*Description of the task*.
From the listing below, return every line with the string "stored" in it.

*Exercise data*.
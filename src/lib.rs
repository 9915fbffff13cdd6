//! # Quizroom
//!
//! This library provides the core game logic for a small multiplayer quiz
//! backend. Players join a game built from a quiz, answer its questions,
//! and collect points, while the engine decides which state changes to
//! push to which connected player.

#![cfg_attr(all(coverage_nightly, test), feature(coverage_attribute))]
#![deny(missing_docs)]
#![deny(rustdoc::missing_crate_level_docs)]
#![warn(clippy::pedantic)]
#![allow(clippy::must_use_candidate)]
#![allow(clippy::doc_markdown)]
#![allow(clippy::module_name_repetitions)]
use derive_where::derive_where;
use itertools::Itertools;
use serde::Serialize;

pub mod config;
pub mod constants;
pub mod engine;
pub mod game;
pub mod ids;
pub mod leaderboard;
pub mod names;
pub mod quiz;
pub mod session;
pub mod store;

/// Messages pushed to connected players
///
/// Each variant wraps one kind of notification. The serialized form is
/// externally tagged, e.g. `{"PlayerJoined":{"player_id":"..","name":".."}}`.
#[derive(Debug, Serialize, Clone, derive_more::From)]
pub enum UpdateMessage {
    /// The state of a game as seen by the recipient
    GameState(game::GameStateMessage),
    /// Someone joined the recipient's hosted game
    PlayerJoined(game::PlayerJoinedMessage),
    /// A command the recipient issued failed
    Error(engine::Error),
}

impl UpdateMessage {
    /// Converts the update message to a JSON string for transmission
    ///
    /// # Panics
    ///
    /// This method panics if serialization fails, which should never happen
    /// with the default JSON serializer for well-formed data.
    pub fn to_message(&self) -> String {
        serde_json::to_string(self).expect("default serializer cannot fail")
    }
}

/// The top of a ranking plus the size of the whole ranking
///
/// A leaderboard shows only its first few entries, yet clients still want
/// to know how many players were ranked in total.
#[derive(Debug, Clone, PartialEq, Eq, Serialize)]
#[derive_where(Default)]
pub struct TruncatedVec<T> {
    exact_count: usize,
    items: Vec<T>,
}

impl<T: Clone> TruncatedVec<T> {
    /// Keeps the first `limit` entries of an already ordered ranking
    ///
    /// `exact_count` is the number of entries before the cut.
    pub fn new<I: Iterator<Item = T>>(list: I, limit: usize, exact_count: usize) -> Self {
        let items = list.take(limit).collect_vec();
        Self { exact_count, items }
    }

    /// Converts every kept entry, leaving the total untouched
    pub fn map<F, U>(self, f: F) -> TruncatedVec<U>
    where
        F: Fn(T) -> U,
    {
        TruncatedVec {
            exact_count: self.exact_count,
            items: self.items.into_iter().map(f).collect_vec(),
        }
    }

    /// How many entries were ranked before the cut
    pub fn exact_count(&self) -> usize {
        self.exact_count
    }

    /// The kept entries, best first
    pub fn items(&self) -> &[T] {
        &self.items
    }
}
//! Quiz definitions and the quiz store
//!
//! A quiz is authored independently of any running game: a title and an
//! ordered list of questions, each with its answers. The engine only ever
//! reads quizzes, through the [`QuizStore`] trait.

use std::{
    collections::HashMap,
    sync::{PoisonError, RwLock},
};

use garde::Validate;
use serde::{Deserialize, Serialize};
use thiserror::Error;

use crate::ids::{AnswerId, QuestionId, QuizId};

/// A single answer option of a question
#[derive(Debug, Clone, PartialEq, Eq, Serialize, Deserialize, Validate)]
pub struct Answer {
    /// Identifier, unique within its question
    #[garde(skip)]
    pub id: AnswerId,
    /// Text shown to players
    #[garde(length(max = crate::constants::answer_text::MAX_LENGTH))]
    pub text: String,
    /// Whether picking this answer scores
    #[garde(skip)]
    pub is_right: bool,
}

/// A question and its answer options
#[derive(Debug, Clone, PartialEq, Eq, Serialize, Deserialize, Validate)]
pub struct Question {
    /// Identifier, unique within its quiz
    #[garde(skip)]
    pub id: QuestionId,
    /// The question text
    #[garde(length(max = crate::constants::question::MAX_TEXT_LENGTH))]
    pub text: String,
    /// Answer options in display order
    #[garde(
        length(
            min = crate::constants::question::MIN_ANSWER_COUNT,
            max = crate::constants::question::MAX_ANSWER_COUNT
        ),
        dive
    )]
    pub answers: Vec<Answer>,
}

impl Question {
    /// Ids of every answer flagged right, in display order
    ///
    /// Nothing enforces exactly one right answer, so this may be empty or
    /// hold several ids.
    pub fn right_answer_ids(&self) -> Vec<AnswerId> {
        self.answers
            .iter()
            .filter(|answer| answer.is_right)
            .map(|answer| answer.id.clone())
            .collect()
    }

    /// Whether `answer_id` names an answer of this question flagged right
    pub fn is_right(&self, answer_id: &AnswerId) -> bool {
        self.answers
            .iter()
            .any(|answer| answer.is_right && &answer.id == answer_id)
    }
}

/// A complete quiz
///
/// Question order is stable and defines how a game progresses.
#[derive(Debug, Clone, PartialEq, Eq, Serialize, Deserialize, Validate)]
pub struct Quiz {
    /// Identifier assigned by the store
    #[garde(skip)]
    pub id: QuizId,
    /// The title of the quiz
    #[garde(length(max = crate::constants::quiz::MAX_TITLE_LENGTH))]
    pub title: String,
    /// Questions in play order
    #[garde(length(min = 1, max = crate::constants::quiz::MAX_QUESTION_COUNT), dive)]
    pub questions: Vec<Question>,
}

impl Quiz {
    /// The question a new game starts on
    pub fn first_question(&self) -> Option<&Question> {
        self.questions.first()
    }

    /// Looks up a question by id
    pub fn question(&self, question_id: &QuestionId) -> Option<&Question> {
        self.questions
            .iter()
            .find(|question| &question.id == question_id)
    }

    /// Whether `question_id` belongs to this quiz
    pub fn contains_question(&self, question_id: &QuestionId) -> bool {
        self.question(question_id).is_some()
    }
}

/// A quiz that has not been stored yet
#[derive(Debug, Clone, Serialize, Deserialize)]
pub struct QuizDraft {
    /// The title of the quiz
    pub title: String,
    /// Questions in play order
    pub questions: Vec<Question>,
}

impl QuizDraft {
    fn into_quiz(self, id: QuizId) -> Quiz {
        Quiz {
            id,
            title: self.title,
            questions: self.questions,
        }
    }
}

/// Errors reported by a quiz store
#[derive(Error, Serialize, Debug, Clone, PartialEq, Eq)]
pub enum Error {
    /// No quiz is stored under the id
    #[error("quiz {0} not found")]
    NotFound(QuizId),
    /// The quiz failed validation
    #[error("invalid quiz: {0}")]
    Invalid(String),
}

/// Read and write access to quiz definitions
pub trait QuizStore {
    /// Fetches a quiz by id
    ///
    /// # Errors
    ///
    /// Returns [`Error::NotFound`] if no quiz has the id.
    fn get(&self, quiz_id: &QuizId) -> Result<Quiz, Error>;

    /// Stores a new quiz under a freshly generated id
    ///
    /// # Errors
    ///
    /// Returns [`Error::Invalid`] if the quiz fails validation.
    fn create(&self, draft: QuizDraft) -> Result<Quiz, Error>;

    /// Replaces an existing quiz
    ///
    /// # Errors
    ///
    /// Returns [`Error::NotFound`] if the quiz was never stored, or
    /// [`Error::Invalid`] if it fails validation.
    fn edit(&self, quiz: Quiz) -> Result<Quiz, Error>;
}

impl<S: QuizStore + ?Sized> QuizStore for std::sync::Arc<S> {
    fn get(&self, quiz_id: &QuizId) -> Result<Quiz, Error> {
        (**self).get(quiz_id)
    }

    fn create(&self, draft: QuizDraft) -> Result<Quiz, Error> {
        (**self).create(draft)
    }

    fn edit(&self, quiz: Quiz) -> Result<Quiz, Error> {
        (**self).edit(quiz)
    }
}

/// A process-lifetime quiz store
#[derive(Debug, Default)]
pub struct InMemoryQuizStore {
    quizzes: RwLock<HashMap<QuizId, Quiz>>,
}

impl InMemoryQuizStore {
    fn validate(quiz: &Quiz) -> Result<(), Error> {
        quiz.validate().map_err(|e| Error::Invalid(e.to_string()))
    }
}

impl QuizStore for InMemoryQuizStore {
    fn get(&self, quiz_id: &QuizId) -> Result<Quiz, Error> {
        self.quizzes
            .read()
            .unwrap_or_else(PoisonError::into_inner)
            .get(quiz_id)
            .cloned()
            .ok_or_else(|| Error::NotFound(quiz_id.clone()))
    }

    fn create(&self, draft: QuizDraft) -> Result<Quiz, Error> {
        let quiz = draft.into_quiz(QuizId::generate());
        Self::validate(&quiz)?;

        self.quizzes
            .write()
            .unwrap_or_else(PoisonError::into_inner)
            .insert(quiz.id.clone(), quiz.clone());

        tracing::debug!(quiz_id = %quiz.id, "quiz created");
        Ok(quiz)
    }

    fn edit(&self, quiz: Quiz) -> Result<Quiz, Error> {
        Self::validate(&quiz)?;

        let mut quizzes = self.quizzes.write().unwrap_or_else(PoisonError::into_inner);
        let Some(stored) = quizzes.get_mut(&quiz.id) else {
            return Err(Error::NotFound(quiz.id));
        };
        *stored = quiz.clone();

        tracing::debug!(quiz_id = %quiz.id, "quiz edited");
        Ok(quiz)
    }
}
//! Communication session management
//!
//! This module defines how the engine pushes messages to connected players.
//! A [`Tunnel`] is one live connection; a [`Notifier`] finds the tunnel for a
//! player and delivers to it. Delivery is fire-and-forget: a player without
//! a live connection simply misses the message.

use crate::{UpdateMessage, ids::PlayerId};

/// Trait for sending messages through a communication tunnel
///
/// Implementations might wrap a WebSocket sink or a channel sender. Sending
/// must not block the caller and has no observable result.
pub trait Tunnel {
    /// Sends an update message to the client
    fn send_message(&self, message: &UpdateMessage);
}

/// A send capability keyed by player identity
pub trait Notifier {
    /// Delivers `message` to the player's live connection, if any
    fn send(&self, player_id: &PlayerId, message: &UpdateMessage);
}

/// Any tunnel finder is a notifier: look the tunnel up, then send through it
impl<T, F> Notifier for F
where
    T: Tunnel,
    F: Fn(&PlayerId) -> Option<T>,
{
    fn send(&self, player_id: &PlayerId, message: &UpdateMessage) {
        match self(player_id) {
            Some(tunnel) => tunnel.send_message(message),
            None => tracing::trace!(%player_id, "dropping message for disconnected player"),
        }
    }
}

/// Messages queued while the registry is locked, delivered once it is released
#[derive(Debug, Default)]
#[must_use]
pub(crate) struct Outbox {
    messages: Vec<(PlayerId, UpdateMessage)>,
}

impl Outbox {
    /// Queues a message for a single player
    pub(crate) fn push(&mut self, player_id: PlayerId, message: impl Into<UpdateMessage>) {
        self.messages.push((player_id, message.into()));
    }

    /// Hands every queued message to the notifier, in queue order
    pub(crate) fn deliver<N: Notifier + ?Sized>(self, notifier: &N) {
        for (player_id, message) in self.messages {
            notifier.send(&player_id, &message);
        }
    }
}
//! Configuration constants for the quiz game system
//!
//! This module contains the limits and constraints used throughout the
//! crate to keep quiz definitions, player names, and game sizes within
//! sensible bounds.

/// Quiz definition limits
pub mod quiz {
    /// Maximum length of a quiz title in characters
    pub const MAX_TITLE_LENGTH: usize = 200;
    /// Maximum number of questions in a single quiz
    pub const MAX_QUESTION_COUNT: usize = 100;
}

/// Question limits
pub mod question {
    /// Maximum length of a question's text in characters
    pub const MAX_TEXT_LENGTH: usize = 200;
    /// Minimum number of answers a question offers
    pub const MIN_ANSWER_COUNT: usize = 1;
    /// Maximum number of answers a question offers
    pub const MAX_ANSWER_COUNT: usize = 8;
}

/// Answer text configuration constants
pub mod answer_text {
    /// Maximum length of answer text in characters
    pub const MAX_LENGTH: usize = 200;
}

/// Running game limits
pub mod game {
    /// Maximum number of players allowed in a single game
    pub const MAX_PLAYER_COUNT: usize = 1000;
    /// Number of random bytes in a generated game id (two hex digits each)
    pub const ID_BYTES: usize = 8;
}

/// Player display name limits
pub mod names {
    /// Maximum length of a display name in characters
    pub const MAX_LENGTH: usize = 30;
    /// Number of words in a generated pet name
    pub const GENERATED_WORDS: u8 = 2;
}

*Answer area*.
/// A quiz that has not been stored yet
    /// No quiz is stored under the id
    /// Returns [`Error::NotFound`] if the quiz was never stored, or
        let Some(stored) = quizzes.get_mut(&quiz.id) else {
        *stored = quiz.clone();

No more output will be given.